#### [Problem details]
Write the data out again in full, with no departure from the original.

◇ ◇ ◇ ◇ ◇

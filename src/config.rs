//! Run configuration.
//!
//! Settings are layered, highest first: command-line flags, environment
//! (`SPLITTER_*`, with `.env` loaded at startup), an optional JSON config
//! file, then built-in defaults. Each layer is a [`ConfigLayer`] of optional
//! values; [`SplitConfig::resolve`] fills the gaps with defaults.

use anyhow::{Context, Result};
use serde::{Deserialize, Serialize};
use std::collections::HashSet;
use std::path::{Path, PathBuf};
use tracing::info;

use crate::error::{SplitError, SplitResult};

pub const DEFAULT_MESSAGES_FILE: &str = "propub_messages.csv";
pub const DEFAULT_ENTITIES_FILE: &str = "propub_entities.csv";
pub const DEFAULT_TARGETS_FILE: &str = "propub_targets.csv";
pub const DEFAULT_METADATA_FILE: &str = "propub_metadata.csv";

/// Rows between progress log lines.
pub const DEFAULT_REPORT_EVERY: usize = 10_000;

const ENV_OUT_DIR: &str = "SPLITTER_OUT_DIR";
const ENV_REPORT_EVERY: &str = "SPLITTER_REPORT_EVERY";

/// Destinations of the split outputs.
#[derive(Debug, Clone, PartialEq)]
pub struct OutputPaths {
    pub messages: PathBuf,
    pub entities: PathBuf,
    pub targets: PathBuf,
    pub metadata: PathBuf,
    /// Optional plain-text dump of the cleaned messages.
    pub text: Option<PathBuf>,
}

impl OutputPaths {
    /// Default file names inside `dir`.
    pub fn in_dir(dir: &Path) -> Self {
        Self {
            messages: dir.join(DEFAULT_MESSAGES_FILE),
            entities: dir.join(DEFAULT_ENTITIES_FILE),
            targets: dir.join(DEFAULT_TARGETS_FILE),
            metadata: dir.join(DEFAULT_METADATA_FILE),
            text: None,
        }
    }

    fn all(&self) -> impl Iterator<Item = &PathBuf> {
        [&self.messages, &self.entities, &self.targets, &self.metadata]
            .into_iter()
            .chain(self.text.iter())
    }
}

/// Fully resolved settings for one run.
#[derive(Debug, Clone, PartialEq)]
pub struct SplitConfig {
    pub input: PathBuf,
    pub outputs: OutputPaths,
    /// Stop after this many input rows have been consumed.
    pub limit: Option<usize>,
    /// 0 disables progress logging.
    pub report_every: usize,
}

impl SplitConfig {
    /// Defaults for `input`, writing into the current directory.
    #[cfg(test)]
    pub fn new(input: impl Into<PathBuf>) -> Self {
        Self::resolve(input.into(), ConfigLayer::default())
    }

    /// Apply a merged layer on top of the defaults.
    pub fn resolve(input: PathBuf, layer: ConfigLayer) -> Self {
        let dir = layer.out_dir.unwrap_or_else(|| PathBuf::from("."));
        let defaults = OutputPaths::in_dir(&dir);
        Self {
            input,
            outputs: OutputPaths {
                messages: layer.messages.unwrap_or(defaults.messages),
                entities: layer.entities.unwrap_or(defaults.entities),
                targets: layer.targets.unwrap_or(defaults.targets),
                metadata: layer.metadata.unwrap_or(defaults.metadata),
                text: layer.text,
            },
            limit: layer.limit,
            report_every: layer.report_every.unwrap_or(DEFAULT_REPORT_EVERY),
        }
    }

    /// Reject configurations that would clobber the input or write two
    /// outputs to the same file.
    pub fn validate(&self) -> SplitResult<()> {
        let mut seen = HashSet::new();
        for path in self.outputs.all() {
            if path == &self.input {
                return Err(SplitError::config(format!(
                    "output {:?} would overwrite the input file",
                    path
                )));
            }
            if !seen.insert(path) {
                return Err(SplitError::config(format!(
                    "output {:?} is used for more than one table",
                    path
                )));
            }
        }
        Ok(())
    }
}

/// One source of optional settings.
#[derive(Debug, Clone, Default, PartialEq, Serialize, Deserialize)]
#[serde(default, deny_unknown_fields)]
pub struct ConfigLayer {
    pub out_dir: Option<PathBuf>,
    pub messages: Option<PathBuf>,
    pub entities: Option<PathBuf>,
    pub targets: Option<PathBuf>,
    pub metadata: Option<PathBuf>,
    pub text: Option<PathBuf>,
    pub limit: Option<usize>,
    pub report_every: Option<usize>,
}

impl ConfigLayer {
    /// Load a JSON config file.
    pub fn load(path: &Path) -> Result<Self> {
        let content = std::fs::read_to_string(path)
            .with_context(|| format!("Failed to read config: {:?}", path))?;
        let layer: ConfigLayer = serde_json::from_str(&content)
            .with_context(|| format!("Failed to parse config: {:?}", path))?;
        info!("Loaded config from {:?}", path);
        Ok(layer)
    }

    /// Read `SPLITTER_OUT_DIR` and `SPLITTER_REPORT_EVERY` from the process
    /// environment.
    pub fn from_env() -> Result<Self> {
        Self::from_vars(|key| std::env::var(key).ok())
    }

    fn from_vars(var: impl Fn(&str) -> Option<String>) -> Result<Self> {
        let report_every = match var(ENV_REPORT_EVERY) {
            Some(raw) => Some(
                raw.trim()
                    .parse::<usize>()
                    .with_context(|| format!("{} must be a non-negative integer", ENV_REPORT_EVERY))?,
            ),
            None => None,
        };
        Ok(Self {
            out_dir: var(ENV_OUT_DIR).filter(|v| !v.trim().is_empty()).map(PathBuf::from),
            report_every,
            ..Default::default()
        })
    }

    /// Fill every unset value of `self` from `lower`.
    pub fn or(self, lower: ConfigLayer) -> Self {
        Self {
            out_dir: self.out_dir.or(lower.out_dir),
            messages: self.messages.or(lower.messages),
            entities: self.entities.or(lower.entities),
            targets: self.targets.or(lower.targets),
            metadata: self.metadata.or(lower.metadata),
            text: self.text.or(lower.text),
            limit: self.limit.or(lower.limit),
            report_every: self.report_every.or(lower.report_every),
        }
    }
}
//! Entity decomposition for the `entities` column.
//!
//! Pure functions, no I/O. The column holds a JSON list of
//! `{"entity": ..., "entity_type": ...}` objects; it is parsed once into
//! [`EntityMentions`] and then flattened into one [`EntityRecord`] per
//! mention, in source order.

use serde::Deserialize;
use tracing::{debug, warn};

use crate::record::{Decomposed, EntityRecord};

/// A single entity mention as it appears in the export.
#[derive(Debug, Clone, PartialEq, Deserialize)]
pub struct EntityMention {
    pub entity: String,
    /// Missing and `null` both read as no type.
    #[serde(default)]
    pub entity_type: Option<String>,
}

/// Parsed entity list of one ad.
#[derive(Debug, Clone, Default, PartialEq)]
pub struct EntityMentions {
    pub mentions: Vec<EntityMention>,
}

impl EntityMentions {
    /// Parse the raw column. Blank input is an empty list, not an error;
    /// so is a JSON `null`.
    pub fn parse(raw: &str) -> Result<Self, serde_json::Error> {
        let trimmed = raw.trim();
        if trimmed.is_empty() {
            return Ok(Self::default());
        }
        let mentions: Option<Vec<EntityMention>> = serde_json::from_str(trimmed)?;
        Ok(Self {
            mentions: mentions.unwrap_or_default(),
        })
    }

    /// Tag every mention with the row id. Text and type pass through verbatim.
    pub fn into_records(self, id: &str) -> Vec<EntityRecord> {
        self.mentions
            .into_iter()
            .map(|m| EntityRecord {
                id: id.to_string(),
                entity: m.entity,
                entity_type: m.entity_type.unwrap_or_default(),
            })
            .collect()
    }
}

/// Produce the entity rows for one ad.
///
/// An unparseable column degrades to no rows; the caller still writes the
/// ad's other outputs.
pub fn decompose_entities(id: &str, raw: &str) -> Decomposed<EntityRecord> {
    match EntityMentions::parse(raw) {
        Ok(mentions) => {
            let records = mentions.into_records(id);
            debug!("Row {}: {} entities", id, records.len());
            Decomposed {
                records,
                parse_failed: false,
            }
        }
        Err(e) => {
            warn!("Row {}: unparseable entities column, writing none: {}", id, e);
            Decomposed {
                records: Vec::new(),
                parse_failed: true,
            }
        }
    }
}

◇ ◇ ◇ ◇ ◇

#### [Completed task]
filename src/config.rs
//! Run configuration.
//!
//! Settings are layered, highest first: command-line flags, environment
//! (`SPLITTER_*`, with `.env` loaded at startup), an optional JSON config
//! file, then built-in defaults. Each layer is a [`ConfigLayer`] of optional
//! values; [`SplitConfig::resolve`] fills the gaps with defaults.

use anyhow::{Context, Result};
use serde::{Deserialize, Serialize};
use std::collections::HashSet;
use std::path::{Path, PathBuf};
use tracing::info;

use crate::error::{SplitError, SplitResult};

pub const DEFAULT_MESSAGES_FILE: &str = "propub_messages.csv";
pub const DEFAULT_ENTITIES_FILE: &str = "propub_entities.csv";
pub const DEFAULT_TARGETS_FILE: &str = "propub_targets.csv";
pub const DEFAULT_METADATA_FILE: &str = "propub_metadata.csv";

/// Rows between progress log lines.
pub const DEFAULT_REPORT_EVERY: usize = 10_000;

const ENV_OUT_DIR: &str = "SPLITTER_OUT_DIR";
const ENV_REPORT_EVERY: &str = "SPLITTER_REPORT_EVERY";

/// Destinations of the split outputs.
#[derive(Debug, Clone, PartialEq)]
pub struct OutputPaths {
    pub messages: PathBuf,
    pub entities: PathBuf,
    pub targets: PathBuf,
    pub metadata: PathBuf,
    /// Optional plain-text dump of the cleaned messages.
    pub text: Option<PathBuf>,
}

impl OutputPaths {
    /// Default file names inside `dir`.
    pub fn in_dir(dir: &Path) -> Self {
        Self {
            messages: dir.join(DEFAULT_MESSAGES_FILE),
            entities: dir.join(DEFAULT_ENTITIES_FILE),
            targets: dir.join(DEFAULT_TARGETS_FILE),
            metadata: dir.join(DEFAULT_METADATA_FILE),
            text: None,
        }
    }

    fn all(&self) -> impl Iterator<Item = &PathBuf> {
        [&self.messages, &self.entities, &self.targets, &self.metadata]
            .into_iter()
            .chain(self.text.iter())
    }
}

/// Fully resolved settings for one run.
#[derive(Debug, Clone, PartialEq)]
pub struct SplitConfig {
    pub input: PathBuf,
    pub outputs: OutputPaths,
    /// Stop after this many input rows have been consumed.
    pub limit: Option<usize>,
    /// 0 disables progress logging.
    pub report_every: usize,
}

impl SplitConfig {
    /// Defaults for `input`, writing into the current directory.
    #[cfg(test)]
    pub fn new(input: impl Into<PathBuf>) -> Self {
        Self::resolve(input.into(), ConfigLayer::default())
    }

    /// Apply a merged layer on top of the defaults.
    pub fn resolve(input: PathBuf, layer: ConfigLayer) -> Self {
        let dir = layer.out_dir.unwrap_or_else(|| PathBuf::from("."));
        let defaults = OutputPaths::in_dir(&dir);
        Self {
            input,
            outputs: OutputPaths {
                messages: layer.messages.unwrap_or(defaults.messages),
                entities: layer.entities.unwrap_or(defaults.entities),
                targets: layer.targets.unwrap_or(defaults.targets),
                metadata: layer.metadata.unwrap_or(defaults.metadata),
                text: layer.text,
            },
            limit: layer.limit,
            report_every: layer.report_every.unwrap_or(DEFAULT_REPORT_EVERY),
        }
    }

    /// Reject configurations that would clobber the input or write two
    /// outputs to the same file.
    pub fn validate(&self) -> SplitResult<()> {
        let mut seen = HashSet::new();
        for path in self.outputs.all() {
            if path == &self.input {
                return Err(SplitError::config(format!(
                    "output {:?} would overwrite the input file",
                    path
                )));
            }
            if !seen.insert(path) {
                return Err(SplitError::config(format!(
                    "output {:?} is used for more than one table",
                    path
                )));
            }
        }
        Ok(())
    }
}

/// One source of optional settings.
#[derive(Debug, Clone, Default, PartialEq, Serialize, Deserialize)]
#[serde(default, deny_unknown_fields)]
pub struct ConfigLayer {
    pub out_dir: Option<PathBuf>,
    pub messages: Option<PathBuf>,
    pub entities: Option<PathBuf>,
    pub targets: Option<PathBuf>,
    pub metadata: Option<PathBuf>,
    pub text: Option<PathBuf>,
    pub limit: Option<usize>,
    pub report_every: Option<usize>,
}

impl ConfigLayer {
    /// Load a JSON config file.
    pub fn load(path: &Path) -> Result<Self> {
        let content = std::fs::read_to_string(path)
            .with_context(|| format!("Failed to read config: {:?}", path))?;
        let layer: ConfigLayer = serde_json::from_str(&content)
            .with_context(|| format!("Failed to parse config: {:?}", path))?;
        info!("Loaded config from {:?}", path);
        Ok(layer)
    }

    /// Read `SPLITTER_OUT_DIR` and `SPLITTER_REPORT_EVERY` from the process
    /// environment.
    pub fn from_env() -> Result<Self> {
        Self::from_vars(|key| std::env::var(key).ok())
    }

    fn from_vars(var: impl Fn(&str) -> Option<String>) -> Result<Self> {
        let report_every = match var(ENV_REPORT_EVERY) {
            Some(raw) => Some(
                raw.trim()
                    .parse::<usize>()
                    .with_context(|| format!("{} must be a non-negative integer", ENV_REPORT_EVERY))?,
            ),
            None => None,
        };
        Ok(Self {
            out_dir: var(ENV_OUT_DIR).filter(|v| !v.trim().is_empty()).map(PathBuf::from),
            report_every,
            ..Default::default()
        })
    }

    /// Fill every unset value of `self` from `lower`.
    pub fn or(self, lower: ConfigLayer) -> Self {
        Self {
            out_dir: self.out_dir.or(lower.out_dir),
            messages: self.messages.or(lower.messages),
            entities: self.entities.or(lower.entities),
            targets: self.targets.or(lower.targets),
            metadata: self.metadata.or(lower.metadata),
            text: self.text.or(lower.text),
            limit: self.limit.or(lower.limit),
            report_every: self.report_every.or(lower.report_every),
        }
    }
}
//! Entity decomposition for the `entities` column.
//!
//! Pure functions, no I/O. The column holds a JSON list of
//! `{"entity": ..., "entity_type": ...}` objects; it is parsed once into
//! [`EntityMentions`] and then flattened into one [`EntityRecord`] per
//! mention, in source order.

use serde::Deserialize;
use tracing::{debug, warn};

use crate::record::{Decomposed, EntityRecord};

/// A single entity mention as it appears in the export.
#[derive(Debug, Clone, PartialEq, Deserialize)]
pub struct EntityMention {
    pub entity: String,
    /// Missing and `null` both read as no type.
    #[serde(default)]
    pub entity_type: Option<String>,
}

/// Parsed entity list of one ad.
#[derive(Debug, Clone, Default, PartialEq)]
pub struct EntityMentions {
    pub mentions: Vec<EntityMention>,
}

impl EntityMentions {
    /// Parse the raw column. Blank input is an empty list, not an error;
    /// so is a JSON `null`.
    pub fn parse(raw: &str) -> Result<Self, serde_json::Error> {
        let trimmed = raw.trim();
        if trimmed.is_empty() {
            return Ok(Self::default());
        }
        let mentions: Option<Vec<EntityMention>> = serde_json::from_str(trimmed)?;
        Ok(Self {
            mentions: mentions.unwrap_or_default(),
        })
    }

    /// Tag every mention with the row id. Text and type pass through verbatim.
    pub fn into_records(self, id: &str) -> Vec<EntityRecord> {
        self.mentions
            .into_iter()
            .map(|m| EntityRecord {
                id: id.to_string(),
                entity: m.entity,
                entity_type: m.entity_type.unwrap_or_default(),
            })
            .collect()
    }
}

/// Produce the entity rows for one ad.
///
/// An unparseable column degrades to no rows; the caller still writes the
/// ad's other outputs.
pub fn decompose_entities(id: &str, raw: &str) -> Decomposed<EntityRecord> {
    match EntityMentions::parse(raw) {
        Ok(mentions) => {
            let records = mentions.into_records(id);
            debug!("Row {}: {} entities", id, records.len());
            Decomposed {
                records,
                parse_failed: false,
            }
        }
        Err(e) => {
            warn!("Row {}: unparseable entities column, writing none: {}", id, e);
            Decomposed {
                records: Vec::new(),
                parse_failed: true,
            }
        }
    }
}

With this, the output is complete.